Connie Hahn, DO answered:An estimated 10% of the population in northern latitudes such as Montana suffers from SAD, or seasonal affect disorder. During childbearing years women outnumber men four to one, but after age 65 the condition affects both sexes equally. Biological causes include theories involving circadian rhythm, retinal sensitivity to light, and brain neurotransmitters such as serotonin. Physicians also consider patients’ vulnerability to stress and if they have a close relative with a history of depression.
Medical diagnosis relies on the presence of two major depressive episodes over the past two years, with a seasonal relationship, along with full resolution of symptoms at a particular time of year, among other criteria.
Today we have good news. Treatment for SAD is very effective. There are three choices that all show equal efficacy: Light Therapy, Medication, and Cognitive Behavior Therapy (CBT) by a licensed mental health professional or psychiatrist. Furthermore, there is evidence that when any or all of these are combined, they work synergistically!

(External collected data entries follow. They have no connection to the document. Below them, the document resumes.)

//! The dispatch loop.
//!
//! One command is processed end-to-end per iteration: read, tokenize,
//! classify, validate, execute. Built-ins are always authorized and handled
//! in-process; external commands must pass the policy gate, and every
//! rejection is charged against the warning ledger.

use crate::builtin::{classify, Action};
use crate::command::{tokenize, Command};
use crate::error::{ExecError, Violation};
use crate::input::LineReader;
use crate::ledger::{Outcome, WarningLedger};
use crate::policy::ShellPolicy;
use crate::prepared::{ExecOutcome, PreparedCommand};
use std::path::{Path, PathBuf};

/// What the loop should do after a handled line.
#[derive(Debug, Clone, Copy, PartialEq, Eq)]
pub enum LoopSignal {
    /// Show the prompt again.
    Continue,

    /// Clean shutdown (`exit` built-in, end of input, or a fatal spawn
    /// failure under `fatal_spawn_errors`).
    Exit,

    /// Warning budget exhausted. The caller must perform the hard lockout;
    /// no further commands may be processed.
    Lockout,
}

/// Mutable per-run state plus the loop itself.
#[derive(Debug)]
pub struct Session {
    user: String,
    home: PathBuf,
    policy: ShellPolicy,
    ledger: WarningLedger,
    working_directory: PathBuf,
}

impl Session {
    pub fn new(user: impl Into<String>, home: impl Into<PathBuf>, policy: ShellPolicy) -> Self {
        let ledger = WarningLedger::new(policy.warning_budget());
        let working_directory =
            std::env::current_dir().unwrap_or_else(|_| PathBuf::from("/"));

        Self {
            user: user.into(),
            home: home.into(),
            policy,
            ledger,
            working_directory,
        }
    }

    /// The session prompt: `[AGROS]<user>:<working_directory>$ `.
    pub fn prompt(&self) -> String {
        format!(
            "[AGROS]{}:{}$ ",
            self.user,
            self.working_directory.display()
        )
    }

    /// Drive the loop until the reader is exhausted or a terminal signal.
    ///
    /// Never returns [`LoopSignal::Continue`].
    pub async fn run<R: LineReader>(&mut self, reader: &mut R) -> LoopSignal {
        loop {
            let prompt = self.prompt();
            let Some(line) = reader.read_line(&prompt) else {
                return LoopSignal::Exit;
            };

            match self.handle_line(&line).await {
                LoopSignal::Continue => continue,
                signal => return signal,
            }
        }
    }

    /// Process one input line end-to-end.
    pub async fn handle_line(&mut self, line: &str) -> LoopSignal {
        let command = tokenize(line);

        match classify(&command.name) {
            Action::Empty => LoopSignal::Continue,
            Action::Exit => LoopSignal::Exit,
            Action::ChangeDirectory => {
                self.change_directory(&command);
                LoopSignal::Continue
            }
            Action::ShowEnv => {
                print_env(command.arguments.get(1).map(String::as_str));
                LoopSignal::Continue
            }
            Action::Help => {
                self.print_help();
                LoopSignal::Continue
            }
            Action::External => match self.policy.authorize(&command) {
                Ok(prepared) => self.execute(prepared).await,
                Err(violation) => self.record_violation(&violation),
            },
        }
    }

    /// Charge one violation against the ledger and report it.
    fn record_violation(&mut self, violation: &Violation) -> LoopSignal {
        eprintln!("agros: {violation}. Type '?' for help.");
        tracing::warn!(user = %self.user, %violation, "rejected command");

        match self.ledger.record_violation() {
            Outcome::Continue { remaining: Some(n) } => {
                println!("Warnings remaining: {n}");
                LoopSignal::Continue
            }
            Outcome::Continue { remaining: None } => LoopSignal::Continue,
            Outcome::Terminate => {
                eprintln!("Exiting AGROS. The incident will be reported.");
                tracing::error!(user = %self.user, "warning budget exhausted");
                LoopSignal::Lockout
            }
        }
    }

    /// Run an authorized external command.
    ///
    /// Foreground commands block until the child exits; background commands
    /// return to the prompt immediately. A spawn failure is fatal to the
    /// session unless the policy says otherwise.
    async fn execute(&mut self, prepared: PreparedCommand) -> LoopSignal {
        let name = prepared.name().to_string();

        match prepared.spawn().await {
            Ok(ExecOutcome::Completed(status)) => {
                if !status.success() {
                    tracing::info!(user = %self.user, command = %name, ?status, "command failed");
                }
                LoopSignal::Continue
            }
            Ok(ExecOutcome::Detached { pid }) => {
                tracing::info!(user = %self.user, command = %name, ?pid, "background command started");
                LoopSignal::Continue
            }
            Err(error @ ExecError::SpawnFailed { .. }) => {
                eprintln!("{name}: Could not execute command!\nType '?' for help.");
                tracing::warn!(user = %self.user, %error, "spawn failed");
                if self.policy.fatal_spawn_errors() {
                    LoopSignal::Exit
                } else {
                    LoopSignal::Continue
                }
            }
            Err(error) => {
                eprintln!("{name}: {error}");
                tracing::warn!(user = %self.user, %error, "execution failed");
                LoopSignal::Continue
            }
        }
    }

    /// `cd [path]`: no path means home. Arguments are joined so paths with
    /// spaces survive the whitespace tokenizer.
    fn change_directory(&mut self, command: &Command) {
        let target = if command.arguments.len() > 1 {
            PathBuf::from(command.arguments[1..].join(" "))
        } else {
            self.home.clone()
        };

        match std::env::set_current_dir(&target) {
            Ok(()) => {
                self.working_directory =
                    std::env::current_dir().unwrap_or(target);
                std::env::set_var("PWD", &self.working_directory);
                tracing::info!(
                    user = %self.user,
                    directory = %self.working_directory.display(),
                    "changed directory"
                );
            }
            Err(_) => {
                eprintln!("{}: Could not change to such directory", target.display());
                tracing::warn!(
                    user = %self.user,
                    directory = %target.display(),
                    "could not change directory"
                );
            }
        }
    }

    /// `help` / `?`: allow and deny lists framed by a banner.
    fn print_help(&self) {
        let banner = "*".repeat(70);

        println!("\n\n{banner}");
        match self.policy.welcome() {
            Some(welcome) => println!("{welcome}"),
            None => println!("Welcome to AGROS, the newer limited shell."),
        }
        println!("Note: At any time, you can type 'exit' to close the shell.\n");

        println!("List of allowed actions:\n");
        if self.policy.is_wildcard() {
            println!(" * (all)");
        } else {
            for name in self.policy.allowed() {
                println!(" * {name}");
            }
        }
        println!();

        println!("List of forbidden characters:\n");
        if self.policy.forbidden().is_empty() {
            println!(" * (none)");
        } else {
            for pattern in self.policy.forbidden() {
                println!(" * {pattern}");
            }
        }
        println!("\n{banner}\n");
    }

    pub fn user(&self) -> &str {
        &self.user
    }

    pub fn policy(&self) -> &ShellPolicy {
        &self.policy
    }

    pub fn ledger(&self) -> &WarningLedger {
        &self.ledger
    }

    pub fn working_directory(&self) -> &Path {
        &self.working_directory
    }
}

/// `env [name]`: one variable, or the whole environment.
///
/// The environment is inherited, so values are not guaranteed to be valid
/// Unicode; undecodable bytes are printed lossily rather than crashing the
/// session or misreporting a present variable as absent.
fn print_env(variable: Option<&str>) {
    match variable {
        Some(name) => println!("{}", env_entry(name)),
        None => {
            for (key, value) in std::env::vars_os() {
                println!("{}={}", key.to_string_lossy(), value.to_string_lossy());
            }
        }
    }
}

/// Report line for one environment variable.
fn env_entry(name: &str) -> String {
    match std::env::var_os(name) {
        Some(value) => format!("{name}:\t{}", value.to_string_lossy()),
        None => format!("Environment variable {name} does not exist."),
    }
}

Light therapy, according to the Canadian Consensus Guidelines, is a light source of 10,000 lux of white fluorescent light without ultraviolet wavelengths. It should be positioned 12-18 inches from the skin for 30 minutes every morning. While eyes should be open, it is not necessary to stare into the light. Individuals with preexisting retinal disease first should have an eye exam by an ophthalmologist. After remission of SAD symptoms is achieved, the dose of light can be tapered for the remainder of winter. In following years, prevention can begin in early fall.
If you are interested in medication and/or CBT, it is best to check with your primary care provider for his or her recommendations. It is also thought that CBT acts as prevention in coming winter seasons. By comparison, drug or supplement therapy can act quickly, but are only effective while taken.
More good news is that simple lifestyle adjustments work to prevent SAD. These include 30 minutes or more of aerobic exercise daily, good spiritual health, practicing relaxation and stress management techniques like yoga and meditation, as well as getting outside, even on cloudy days! So don't settle for less that 100% of your full mental health…you're worth it.